**Problem to work on:** From the first line of the data below, repeat each line exactly until you reach the line with "into whole pixels"; include that line too.

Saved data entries

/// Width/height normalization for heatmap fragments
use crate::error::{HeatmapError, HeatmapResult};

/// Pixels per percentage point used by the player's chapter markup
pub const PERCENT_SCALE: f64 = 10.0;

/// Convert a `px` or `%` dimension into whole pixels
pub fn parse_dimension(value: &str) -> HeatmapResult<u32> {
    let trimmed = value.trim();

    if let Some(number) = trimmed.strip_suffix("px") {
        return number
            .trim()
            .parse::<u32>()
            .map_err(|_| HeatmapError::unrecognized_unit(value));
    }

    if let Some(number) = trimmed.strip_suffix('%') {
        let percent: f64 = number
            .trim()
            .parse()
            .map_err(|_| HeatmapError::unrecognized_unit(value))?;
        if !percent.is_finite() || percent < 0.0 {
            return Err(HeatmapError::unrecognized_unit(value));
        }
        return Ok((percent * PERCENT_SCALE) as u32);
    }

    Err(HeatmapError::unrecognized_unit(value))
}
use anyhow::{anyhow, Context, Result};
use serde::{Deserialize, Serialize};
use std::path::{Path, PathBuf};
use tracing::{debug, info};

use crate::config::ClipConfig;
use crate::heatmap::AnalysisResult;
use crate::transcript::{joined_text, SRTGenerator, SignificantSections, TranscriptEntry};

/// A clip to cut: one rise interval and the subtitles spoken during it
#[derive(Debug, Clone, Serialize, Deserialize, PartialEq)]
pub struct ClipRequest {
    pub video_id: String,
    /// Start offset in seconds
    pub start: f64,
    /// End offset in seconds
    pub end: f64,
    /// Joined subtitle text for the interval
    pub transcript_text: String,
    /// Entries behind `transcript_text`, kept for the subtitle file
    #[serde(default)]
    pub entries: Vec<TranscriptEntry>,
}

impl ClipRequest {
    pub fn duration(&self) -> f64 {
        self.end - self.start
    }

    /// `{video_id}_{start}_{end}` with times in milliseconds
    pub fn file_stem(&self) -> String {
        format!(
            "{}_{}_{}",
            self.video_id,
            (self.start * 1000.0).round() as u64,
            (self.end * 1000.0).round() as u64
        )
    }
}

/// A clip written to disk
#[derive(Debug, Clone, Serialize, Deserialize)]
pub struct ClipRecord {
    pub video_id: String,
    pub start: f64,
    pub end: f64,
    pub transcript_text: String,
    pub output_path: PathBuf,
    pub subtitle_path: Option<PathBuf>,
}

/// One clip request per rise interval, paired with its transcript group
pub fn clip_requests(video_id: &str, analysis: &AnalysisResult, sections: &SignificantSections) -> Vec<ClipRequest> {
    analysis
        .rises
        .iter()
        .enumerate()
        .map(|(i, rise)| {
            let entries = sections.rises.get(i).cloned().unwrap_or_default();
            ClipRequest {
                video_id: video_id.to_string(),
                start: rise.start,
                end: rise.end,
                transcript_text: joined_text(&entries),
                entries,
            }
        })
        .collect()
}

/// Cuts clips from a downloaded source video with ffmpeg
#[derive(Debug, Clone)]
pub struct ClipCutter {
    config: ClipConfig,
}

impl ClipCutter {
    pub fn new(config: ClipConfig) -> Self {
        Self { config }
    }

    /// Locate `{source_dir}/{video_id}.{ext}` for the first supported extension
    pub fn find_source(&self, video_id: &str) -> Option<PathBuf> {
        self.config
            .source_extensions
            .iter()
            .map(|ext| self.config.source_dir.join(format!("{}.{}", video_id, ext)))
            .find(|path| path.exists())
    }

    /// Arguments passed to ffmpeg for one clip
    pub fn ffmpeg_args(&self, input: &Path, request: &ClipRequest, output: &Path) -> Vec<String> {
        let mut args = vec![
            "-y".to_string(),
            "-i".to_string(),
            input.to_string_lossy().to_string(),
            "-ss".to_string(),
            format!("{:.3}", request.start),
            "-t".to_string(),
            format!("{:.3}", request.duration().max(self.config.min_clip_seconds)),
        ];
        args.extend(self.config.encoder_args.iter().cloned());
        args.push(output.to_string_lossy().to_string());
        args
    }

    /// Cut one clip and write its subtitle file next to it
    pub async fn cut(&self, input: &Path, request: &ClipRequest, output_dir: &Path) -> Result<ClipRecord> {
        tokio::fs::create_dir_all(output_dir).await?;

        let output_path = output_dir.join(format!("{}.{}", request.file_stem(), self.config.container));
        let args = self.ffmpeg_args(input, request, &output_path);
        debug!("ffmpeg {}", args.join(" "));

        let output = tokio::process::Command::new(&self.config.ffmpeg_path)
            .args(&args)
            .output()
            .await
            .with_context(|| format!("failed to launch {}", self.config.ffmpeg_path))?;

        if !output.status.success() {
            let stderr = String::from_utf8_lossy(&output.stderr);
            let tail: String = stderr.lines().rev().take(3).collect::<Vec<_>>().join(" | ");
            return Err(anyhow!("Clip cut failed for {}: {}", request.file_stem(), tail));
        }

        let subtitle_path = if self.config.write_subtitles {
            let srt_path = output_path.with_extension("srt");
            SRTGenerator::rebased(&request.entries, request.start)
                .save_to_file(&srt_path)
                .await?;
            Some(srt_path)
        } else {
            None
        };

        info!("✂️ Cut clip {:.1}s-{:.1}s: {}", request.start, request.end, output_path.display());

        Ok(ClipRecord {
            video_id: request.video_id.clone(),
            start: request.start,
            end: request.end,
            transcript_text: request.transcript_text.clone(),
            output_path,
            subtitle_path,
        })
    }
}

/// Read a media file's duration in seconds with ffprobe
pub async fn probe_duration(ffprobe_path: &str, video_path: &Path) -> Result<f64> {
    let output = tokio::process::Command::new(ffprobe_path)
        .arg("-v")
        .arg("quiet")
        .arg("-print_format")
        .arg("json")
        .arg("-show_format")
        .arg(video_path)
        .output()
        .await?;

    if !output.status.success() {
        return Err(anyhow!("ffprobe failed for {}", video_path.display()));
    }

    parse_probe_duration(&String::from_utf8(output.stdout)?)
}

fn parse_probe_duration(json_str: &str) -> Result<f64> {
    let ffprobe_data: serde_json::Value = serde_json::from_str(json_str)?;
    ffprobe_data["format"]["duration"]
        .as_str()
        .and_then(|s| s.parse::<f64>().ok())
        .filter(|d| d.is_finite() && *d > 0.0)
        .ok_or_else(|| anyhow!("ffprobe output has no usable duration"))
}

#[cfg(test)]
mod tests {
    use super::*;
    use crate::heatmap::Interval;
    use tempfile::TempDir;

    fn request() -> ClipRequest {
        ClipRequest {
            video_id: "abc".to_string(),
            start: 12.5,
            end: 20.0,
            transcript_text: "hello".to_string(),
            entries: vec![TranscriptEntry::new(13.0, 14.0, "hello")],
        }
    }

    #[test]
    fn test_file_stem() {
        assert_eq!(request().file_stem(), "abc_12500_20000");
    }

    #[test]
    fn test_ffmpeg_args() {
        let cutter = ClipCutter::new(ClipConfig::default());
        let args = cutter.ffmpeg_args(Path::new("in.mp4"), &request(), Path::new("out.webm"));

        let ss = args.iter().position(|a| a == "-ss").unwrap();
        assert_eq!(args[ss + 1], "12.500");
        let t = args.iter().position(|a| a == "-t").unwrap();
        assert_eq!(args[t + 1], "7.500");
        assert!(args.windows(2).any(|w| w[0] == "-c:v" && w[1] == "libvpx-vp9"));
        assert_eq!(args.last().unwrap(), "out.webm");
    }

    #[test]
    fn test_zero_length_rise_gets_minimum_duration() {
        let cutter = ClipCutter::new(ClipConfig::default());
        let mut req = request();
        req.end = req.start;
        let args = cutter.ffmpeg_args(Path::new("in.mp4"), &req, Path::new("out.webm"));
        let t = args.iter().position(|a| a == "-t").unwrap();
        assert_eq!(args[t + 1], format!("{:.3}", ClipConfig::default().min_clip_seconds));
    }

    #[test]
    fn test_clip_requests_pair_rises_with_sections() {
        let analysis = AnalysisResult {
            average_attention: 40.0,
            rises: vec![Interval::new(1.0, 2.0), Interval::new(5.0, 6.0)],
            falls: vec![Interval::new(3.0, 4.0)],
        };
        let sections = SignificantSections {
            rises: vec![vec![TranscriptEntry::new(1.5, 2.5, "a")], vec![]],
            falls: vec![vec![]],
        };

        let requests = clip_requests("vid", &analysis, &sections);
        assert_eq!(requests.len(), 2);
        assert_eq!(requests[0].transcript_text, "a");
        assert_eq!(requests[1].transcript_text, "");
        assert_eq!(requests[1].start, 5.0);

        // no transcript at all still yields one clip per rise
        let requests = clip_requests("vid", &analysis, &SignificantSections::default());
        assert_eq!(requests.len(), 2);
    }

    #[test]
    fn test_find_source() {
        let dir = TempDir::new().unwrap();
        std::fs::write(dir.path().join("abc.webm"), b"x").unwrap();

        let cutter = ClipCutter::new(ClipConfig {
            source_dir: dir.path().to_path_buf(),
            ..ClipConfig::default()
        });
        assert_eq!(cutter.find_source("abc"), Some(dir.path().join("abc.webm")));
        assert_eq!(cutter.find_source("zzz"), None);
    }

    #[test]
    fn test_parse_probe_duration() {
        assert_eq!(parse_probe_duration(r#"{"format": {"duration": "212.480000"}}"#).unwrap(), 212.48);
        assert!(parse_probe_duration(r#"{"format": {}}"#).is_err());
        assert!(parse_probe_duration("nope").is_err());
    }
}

**Expected answer:**
/// Width/height normalization for heatmap fragments
use crate::error::{HeatmapError, HeatmapResult};

/// Pixels per percentage point used by the player's chapter markup
pub const PERCENT_SCALE: f64 = 10.0;

/// Convert a `px` or `%` dimension into whole pixels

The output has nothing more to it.